With the holidays coming on, when a lot of our usually-more-than-two-footed family members (that should include all our Dogsters and Catsters, even those with fewer than four legs) are sometimes getting more interesting food like turkey and ham, it seemed like a good time to post a reminder to watch for bloat. BTW, bloat is VERY survivable if you catch it fast enough.
This helpful report come to us from News 14 Carolina.
‘Bloat’ is a serious condition in dogs
By: Dr. Tom Watson, News 14 Carolina
‘Bloat’ Should be Treated Immediately
Gastric dilatation-volvulus (GDV) is an acute, life threatening condition in dogs.
Gastric Dilation-Volvulus or GDV for short is almost only found in large-breed dogs. It is an acute, life-threatening disorder. But it can be treated with early recognition and treatment.
What happens in GDV is the stomach dilates with gas or air and then flips over on itself. When that happens, it cuts off the blood supply as well as everything that is in the stomach. The gas, air, and food trapped have no way to escape.
Now the cause of GDV is unknown. However, there are some suspected causes. The first is gulping food. When a dog does this, he swallows excessive air. The second possible cause could be overeating, experts say. Finally, exercising after eating may possibly cause GDV.

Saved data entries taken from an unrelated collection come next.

//! Heatmap tuning read from the environment.

use std::str::FromStr;
use std::time::Duration;

/// Default serving TTL of a cached heatmap (30 minutes).
pub const DEFAULT_TTL: Duration = Duration::from_secs(30 * 60);

/// Default TTL of the entry installed by the startup preload (5 minutes).
pub const DEFAULT_WARM_TTL: Duration = Duration::from_secs(5 * 60);

/// Default number of per-stop queries in flight at once.
pub const DEFAULT_MAX_CONCURRENCY: usize = 32;

/// Cache and fan-out settings.
#[derive(Debug, Clone, PartialEq, Eq)]
pub struct HeatmapConfig {
    /// How long a computed heatmap is served before recomputation.
    pub ttl: Duration,
    /// How long the startup-preloaded unfiltered heatmap is served.
    pub warm_ttl: Duration,
    /// How many filtered signatures are kept cached. With 0, filtered
    /// heatmaps are recomputed on every request.
    pub filtered_capacity: usize,
    /// Upper bound on concurrent per-stop queries.
    pub max_concurrency: usize,
    /// Optional bound on the whole fan-out.
    pub compute_timeout: Option<Duration>,
}

impl Default for HeatmapConfig {
    fn default() -> Self {
        Self {
            ttl: DEFAULT_TTL,
            warm_ttl: DEFAULT_WARM_TTL,
            filtered_capacity: 0,
            max_concurrency: DEFAULT_MAX_CONCURRENCY,
            compute_timeout: None,
        }
    }
}

impl HeatmapConfig {
    /// Reads the configuration from the process environment.
    ///
    /// | Variable | Default |
    /// |----------|---------|
    /// | `HEATMAP_TTL_SECS` | 1800 |
    /// | `HEATMAP_WARM_TTL_SECS` | 300 |
    /// | `HEATMAP_FILTERED_CAPACITY` | 0 |
    /// | `HEATMAP_MAX_CONCURRENCY` | 32 |
    /// | `HEATMAP_COMPUTE_TIMEOUT_SECS` | unset |
    #[must_use]
    pub fn from_env() -> Self {
        Self::from_lookup(|name| std::env::var(name).ok())
    }

    /// Builds the configuration from an arbitrary variable lookup.
    #[must_use]
    pub fn from_lookup(lookup: impl Fn(&str) -> Option<String>) -> Self {
        let defaults = Self::default();

        Self {
            ttl: parse_var(&lookup, "HEATMAP_TTL_SECS")
                .map_or(defaults.ttl, Duration::from_secs),
            warm_ttl: parse_var(&lookup, "HEATMAP_WARM_TTL_SECS")
                .map_or(defaults.warm_ttl, Duration::from_secs),
            filtered_capacity: parse_var(&lookup, "HEATMAP_FILTERED_CAPACITY")
                .unwrap_or(defaults.filtered_capacity),
            max_concurrency: parse_var(&lookup, "HEATMAP_MAX_CONCURRENCY")
                .filter(|&n: &usize| n > 0)
                .unwrap_or(defaults.max_concurrency),
            compute_timeout: parse_var(&lookup, "HEATMAP_COMPUTE_TIMEOUT_SECS")
                .filter(|&secs: &u64| secs > 0)
                .map(Duration::from_secs),
        }
    }
}

/// Parses a variable, logging and ignoring malformed values.
pub fn parse_var<T: FromStr>(lookup: &impl Fn(&str) -> Option<String>, name: &str) -> Option<T> {
    let raw = lookup(name)?;
    match raw.trim().parse() {
        Ok(value) => Some(value),
        Err(_) => {
            log::warn!("Ignoring malformed {name}={raw:?}, using default");
            None
        }
    }
}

When discovered, the condition is an emergency. Early warning signs include restlessness, depression, belching, and gastric or abdominal distension. At that point, it would be necessary to rush the dog to a veterinarian.
Once in medical care, the dog would receive what is called an orogastric tube that is placed through the mouth and down into the stomach so the gas can escape.
Pet owners who notice such unusual behavior in their large breed dog should take it to the nearest animal hospital.